> [TASK DIRECTIONS]:
For the records below, give the number of lines where the string "search" occurs. Include nothing else.

> [GIVEN RECORDS]:
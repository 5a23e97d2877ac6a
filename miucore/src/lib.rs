//! Miucore: rewrite rules, bounded search and a linear-time decision procedure for the MIU
//! string-rewriting system.
//!
//! The system has three symbols (`M`, `I`, `U`), one axiom (`MI`) and four rules:
//!  1. `xI -> xIU`
//!  2. `Mx -> Mxx`
//!  3. `xIIIy -> xUy`
//!  4. `xUUy -> xy`
//!
//! A string is derivable when finitely many rule applications turn the axiom into it. The crate
//! answers that question two ways, which are tested against each other:
//!  - [`search`] explores the rewrite graph breadth-first within explicit ceilings and returns a
//!    checkable [`derivation::Derivation`] when it reaches the goal;
//!  - [`decision`] decides derivability in one pass over the string, with no search at all.
//!
//! [`reduction`] produces certificates for every string the decision procedure accepts, and
//! [`invariants`] checks the quantities every rule preserves.
//!
//! Example
//! ```
//! use miucore::prelude::*;
//!
//! let goal = parse("MUI").unwrap();
//! assert!(is_derivable(&goal));
//!
//! let certificate = construct_derivation(&goal).unwrap();
//! certificate.verify().unwrap();
//! assert_eq!(certificate.conclusion(), goal);
//!
//! assert!(!is_derivable(&parse("MU").unwrap()));
//! ```

/// Fast decision procedure.
pub mod decision;
/// Derivation certificates.
pub mod derivation;
/// Invariants preserved by the rules.
pub mod invariants;
/// Constants: environment variables and default search ceilings.
pub mod magic;
/// Certificates built without search.
pub mod reduction;
/// Single-step rewrite rules.
pub mod rules;
/// Bounded breadth-first search.
pub mod search;
/// Alphabet and strings.
pub mod symbol;
/// Configuration and error types.
pub mod utils;

pub mod prelude {
    //! Convenient re-exports for end users.
    pub use crate::decision::{Rejection, Verdict, decide, is_derivable};
    pub use crate::derivation::{Derivation, DerivationStep};
    pub use crate::reduction::construct_derivation;
    pub use crate::rules::{Application, Rule, successors};
    pub use crate::search::{RewriteGraph, SearchLimits, Searcher, find_derivation};
    pub use crate::symbol::{MString, Symbol, format, parse};
    pub use crate::utils::error::{MiuError, MiuResult};
}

> [ANSWER FOR THIS EXERCISE]:
8